### What needs to be done
In the data that follows, find each line containing "TokenKind" and copy it.

### Input records
↓

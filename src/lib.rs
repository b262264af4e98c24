pub mod config;
pub mod console;
pub mod diagnostics;
pub mod interpreter;
pub mod ops;
#[cfg(test)]
mod regression;
pub mod sm;
pub mod symbols;
pub mod syntax;
pub mod types;
pub mod unit;
use super::run_faulty;
use crate::config::DEFAULT_MAX_MEMORY_CELLS;
use crate::diagnostics::{LexicalErrorKind, Token, TokenKind};
use crate::sm::{Halt, RuntimeFault};
use crate::symbols::Category;
use crate::unit::CompilationUnit;

#[test]
fn division_by_zero_is_not_a_fault() {
    let (halt, output) = run_faulty("(1, LDI, 1)\n(2, LDI, 0)\n(3, DIV, )\n(4, WRT, )", &[]);

    assert_eq!(halt, Halt::Normal);
    assert_eq!(output, "inf\n");
}

#[test]
fn fault_stops_output() {
    let (halt, output) = run_faulty(
        "
        (1, LDS, before)
        (2, WRT, )
        (3, WRT, )
        (4, LDS, after)
        (5, WRT, )
        ",
        &[],
    );

    assert_eq!(halt, Halt::Fault(RuntimeFault::StackUnderflow));
    assert_eq!(output, "before\nRuntime error: stack underflow\n");
}

#[test]
fn huge_literal_addresses() {
    let (halt, output) = run_faulty(
        "(1, LDI, 1)\n(2, STR, 18446744073709551615)\n(3, STP, )",
        &[],
    );
    assert_eq!(
        halt,
        Halt::Fault(RuntimeFault::CellOutOfRange {
            cell: usize::MAX,
            size: 1000,
        })
    );
    assert!(output.starts_with("Runtime error: cell 18446744073709551615"));

    let (halt, _) = run_faulty("(1, LDV, 4000000000000)\n(2, STP, )", &[]);
    assert_eq!(
        halt,
        Halt::Fault(RuntimeFault::CellOutOfRange {
            cell: 4_000_000_000_000,
            size: DEFAULT_MAX_MEMORY_CELLS,
        })
    );
}

#[test]
fn negative_indirect_address() {
    let (halt, _) = run_faulty("(1, LDI, -1)\n(2, LDX, )", &[]);
    assert_eq!(halt, Halt::Fault(RuntimeFault::InvalidAddress("-1".into())));
}

#[test]
fn missing_input() {
    let (halt, output) = run_faulty("(1, REA, 1)\n(2, REA, 1)\n(3, ADD, )", &["1"]);

    assert_eq!(halt, Halt::Fault(RuntimeFault::InputClosed));
    assert_eq!(output, "Runtime error: input closed\n");
}

#[test]
fn bad_input_type_code() {
    let (halt, _) = run_faulty("(1, REA, 9)", &["1"]);
    assert_eq!(
        halt,
        Halt::Fault(RuntimeFault::InvalidOperand {
            opcode: "REA".into(),
            operand: "9".into(),
        })
    );
}

#[test]
fn lexical_errors_take_priority() {
    let mut unit = CompilationUnit::new();
    unit.declare("a", Category::Integer, 0, 1, 1);
    unit.declare("a", Category::Integer, 0, 2, 1);

    let semicolon = Token::new(TokenKind::Symbol, ";", 3, 4);
    unit.diagnostics_mut()
        .record_syntax_error(&semicolon, &["<IDENTIFIER>"], "declaration");

    let bad = Token::new(
        TokenKind::Invalid(LexicalErrorKind::IdentifierStartsWithDigit),
        "1abc",
        5,
        2,
    );
    unit.diagnostics_mut().record_lexical_error(&bad, "");
    unit.diagnostics_mut().record_lexical_error(&bad, "");

    assert_eq!(
        unit.finish(),
        Err(vec![
            "Lexical error at line 5, column 2: found \"1abc\". Identifiers must not start with a digit."
                .to_string()
        ])
    );
}

#[test]
fn syntax_error_messages() {
    let mut unit = CompilationUnit::new();
    let eof = Token::eof(9, 1);
    unit.diagnostics_mut().record_syntax_error(
        &eof,
        &["\"num\"", "\"real\"", "\"text\"", "\"flag\""],
        "declarations",
    );

    assert_eq!(
        unit.finish(),
        Err(vec![
            "Syntax error at line 9, column 1 (declarations): found end of file, expected: identifier type."
                .to_string()
        ])
    );
}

↑

### Solved problem
use crate::diagnostics::{LexicalErrorKind, Token, TokenKind};
    let semicolon = Token::new(TokenKind::Symbol, ";", 3, 4);
        TokenKind::Invalid(LexicalErrorKind::IdentifierStartsWithDigit),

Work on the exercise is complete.